**Problem details**: Stopping right after the line with "no service are", please reproduce the material below exactly from its first line.

**Available data**:
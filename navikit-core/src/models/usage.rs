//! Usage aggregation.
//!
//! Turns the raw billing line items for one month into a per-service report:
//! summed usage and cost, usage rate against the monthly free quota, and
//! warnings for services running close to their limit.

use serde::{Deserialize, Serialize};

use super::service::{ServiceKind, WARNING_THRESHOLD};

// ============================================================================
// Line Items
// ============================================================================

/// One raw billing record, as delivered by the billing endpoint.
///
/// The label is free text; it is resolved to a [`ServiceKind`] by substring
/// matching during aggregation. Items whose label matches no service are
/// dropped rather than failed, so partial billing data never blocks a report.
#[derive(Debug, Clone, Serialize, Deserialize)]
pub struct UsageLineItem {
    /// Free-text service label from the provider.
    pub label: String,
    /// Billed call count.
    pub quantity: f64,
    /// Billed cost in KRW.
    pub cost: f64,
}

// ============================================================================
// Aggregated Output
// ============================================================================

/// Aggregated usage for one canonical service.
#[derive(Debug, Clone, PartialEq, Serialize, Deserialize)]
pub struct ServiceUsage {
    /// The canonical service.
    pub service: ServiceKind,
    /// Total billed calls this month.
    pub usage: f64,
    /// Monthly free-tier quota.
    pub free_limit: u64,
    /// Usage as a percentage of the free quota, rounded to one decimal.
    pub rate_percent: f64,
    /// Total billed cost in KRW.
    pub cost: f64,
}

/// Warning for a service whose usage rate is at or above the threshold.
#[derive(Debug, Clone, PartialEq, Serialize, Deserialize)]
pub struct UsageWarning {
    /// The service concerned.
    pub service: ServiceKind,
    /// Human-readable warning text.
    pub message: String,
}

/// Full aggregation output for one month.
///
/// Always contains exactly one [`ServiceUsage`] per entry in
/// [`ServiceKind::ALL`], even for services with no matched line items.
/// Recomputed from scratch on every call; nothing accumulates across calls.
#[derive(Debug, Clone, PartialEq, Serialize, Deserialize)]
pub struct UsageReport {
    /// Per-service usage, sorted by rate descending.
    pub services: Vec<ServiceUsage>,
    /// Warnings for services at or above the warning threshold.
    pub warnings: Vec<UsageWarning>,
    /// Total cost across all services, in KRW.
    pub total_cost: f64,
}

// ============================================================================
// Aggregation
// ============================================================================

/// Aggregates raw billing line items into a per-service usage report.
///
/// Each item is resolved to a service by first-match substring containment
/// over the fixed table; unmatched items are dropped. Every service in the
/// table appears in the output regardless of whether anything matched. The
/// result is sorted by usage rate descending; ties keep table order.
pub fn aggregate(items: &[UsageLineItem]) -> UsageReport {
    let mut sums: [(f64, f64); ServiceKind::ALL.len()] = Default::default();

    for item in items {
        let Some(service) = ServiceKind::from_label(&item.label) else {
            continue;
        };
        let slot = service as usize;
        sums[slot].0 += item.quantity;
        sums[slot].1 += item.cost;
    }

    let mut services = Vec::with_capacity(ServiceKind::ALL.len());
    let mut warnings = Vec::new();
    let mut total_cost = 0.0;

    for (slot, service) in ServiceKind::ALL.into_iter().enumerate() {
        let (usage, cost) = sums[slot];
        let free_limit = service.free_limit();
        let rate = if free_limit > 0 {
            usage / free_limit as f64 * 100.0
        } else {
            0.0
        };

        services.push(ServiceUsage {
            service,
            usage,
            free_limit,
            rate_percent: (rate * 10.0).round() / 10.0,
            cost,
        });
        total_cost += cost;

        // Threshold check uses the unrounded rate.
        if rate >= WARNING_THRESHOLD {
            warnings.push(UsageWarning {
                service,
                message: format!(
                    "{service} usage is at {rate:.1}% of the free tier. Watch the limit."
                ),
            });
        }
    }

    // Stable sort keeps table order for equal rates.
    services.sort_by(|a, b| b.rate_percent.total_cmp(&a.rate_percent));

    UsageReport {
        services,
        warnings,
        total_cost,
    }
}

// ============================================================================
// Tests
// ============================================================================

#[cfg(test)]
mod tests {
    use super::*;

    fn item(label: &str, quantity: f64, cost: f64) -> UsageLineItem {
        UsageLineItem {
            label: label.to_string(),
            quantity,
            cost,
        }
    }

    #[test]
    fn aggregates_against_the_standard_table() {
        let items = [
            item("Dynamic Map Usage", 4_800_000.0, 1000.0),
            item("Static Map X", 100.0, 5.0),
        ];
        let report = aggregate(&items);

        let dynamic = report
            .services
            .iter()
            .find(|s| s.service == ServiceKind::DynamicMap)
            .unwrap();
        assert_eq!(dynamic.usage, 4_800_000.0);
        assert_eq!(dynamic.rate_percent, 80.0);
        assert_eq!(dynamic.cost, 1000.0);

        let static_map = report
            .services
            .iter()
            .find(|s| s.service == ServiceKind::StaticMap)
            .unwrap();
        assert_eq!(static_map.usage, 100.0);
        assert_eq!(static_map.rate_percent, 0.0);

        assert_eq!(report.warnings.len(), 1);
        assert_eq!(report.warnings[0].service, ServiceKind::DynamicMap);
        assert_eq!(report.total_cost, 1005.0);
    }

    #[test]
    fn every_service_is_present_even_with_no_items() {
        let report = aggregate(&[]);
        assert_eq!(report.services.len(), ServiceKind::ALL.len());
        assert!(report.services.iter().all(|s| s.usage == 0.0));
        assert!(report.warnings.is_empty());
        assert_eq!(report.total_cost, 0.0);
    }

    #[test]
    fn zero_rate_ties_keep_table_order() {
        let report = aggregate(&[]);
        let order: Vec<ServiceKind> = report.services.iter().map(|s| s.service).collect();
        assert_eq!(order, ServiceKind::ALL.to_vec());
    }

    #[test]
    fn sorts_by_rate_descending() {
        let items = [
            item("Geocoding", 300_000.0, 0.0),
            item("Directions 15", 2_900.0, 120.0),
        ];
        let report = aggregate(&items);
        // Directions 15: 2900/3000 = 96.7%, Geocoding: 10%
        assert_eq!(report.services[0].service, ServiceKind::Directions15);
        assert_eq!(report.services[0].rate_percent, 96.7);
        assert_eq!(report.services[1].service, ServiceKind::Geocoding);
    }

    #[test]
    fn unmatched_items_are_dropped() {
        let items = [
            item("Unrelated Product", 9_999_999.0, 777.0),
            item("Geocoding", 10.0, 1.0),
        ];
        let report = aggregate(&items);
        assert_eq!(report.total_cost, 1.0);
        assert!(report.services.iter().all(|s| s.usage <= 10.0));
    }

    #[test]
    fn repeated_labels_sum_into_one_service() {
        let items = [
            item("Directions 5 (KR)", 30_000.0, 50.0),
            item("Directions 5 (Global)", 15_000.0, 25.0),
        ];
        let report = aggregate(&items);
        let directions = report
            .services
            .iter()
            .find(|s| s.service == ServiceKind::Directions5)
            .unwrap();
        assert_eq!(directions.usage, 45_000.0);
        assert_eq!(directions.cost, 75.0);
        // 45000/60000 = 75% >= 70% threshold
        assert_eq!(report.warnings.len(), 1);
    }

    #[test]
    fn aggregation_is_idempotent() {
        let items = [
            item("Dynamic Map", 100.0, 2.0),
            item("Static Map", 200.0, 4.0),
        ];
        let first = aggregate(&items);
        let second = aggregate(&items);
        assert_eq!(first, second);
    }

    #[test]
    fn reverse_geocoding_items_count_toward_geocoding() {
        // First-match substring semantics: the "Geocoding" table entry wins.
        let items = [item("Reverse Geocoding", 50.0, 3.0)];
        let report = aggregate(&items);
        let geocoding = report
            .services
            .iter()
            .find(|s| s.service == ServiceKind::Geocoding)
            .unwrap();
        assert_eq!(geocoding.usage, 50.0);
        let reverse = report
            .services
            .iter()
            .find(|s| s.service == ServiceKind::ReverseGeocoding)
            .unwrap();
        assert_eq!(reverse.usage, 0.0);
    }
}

**Output below**:
filename navikit-core/src/models/usage.rs
//! Usage aggregation.
//!
//! Turns the raw billing line items for one month into a per-service report:
//! summed usage and cost, usage rate against the monthly free quota, and
//! warnings for services running close to their limit.

use serde::{Deserialize, Serialize};

use super::service::{ServiceKind, WARNING_THRESHOLD};

// ============================================================================
// Line Items
// ============================================================================

/// One raw billing record, as delivered by the billing endpoint.
///
/// The label is free text; it is resolved to a [`ServiceKind`] by substring
/// matching during aggregation. Items whose label matches no service are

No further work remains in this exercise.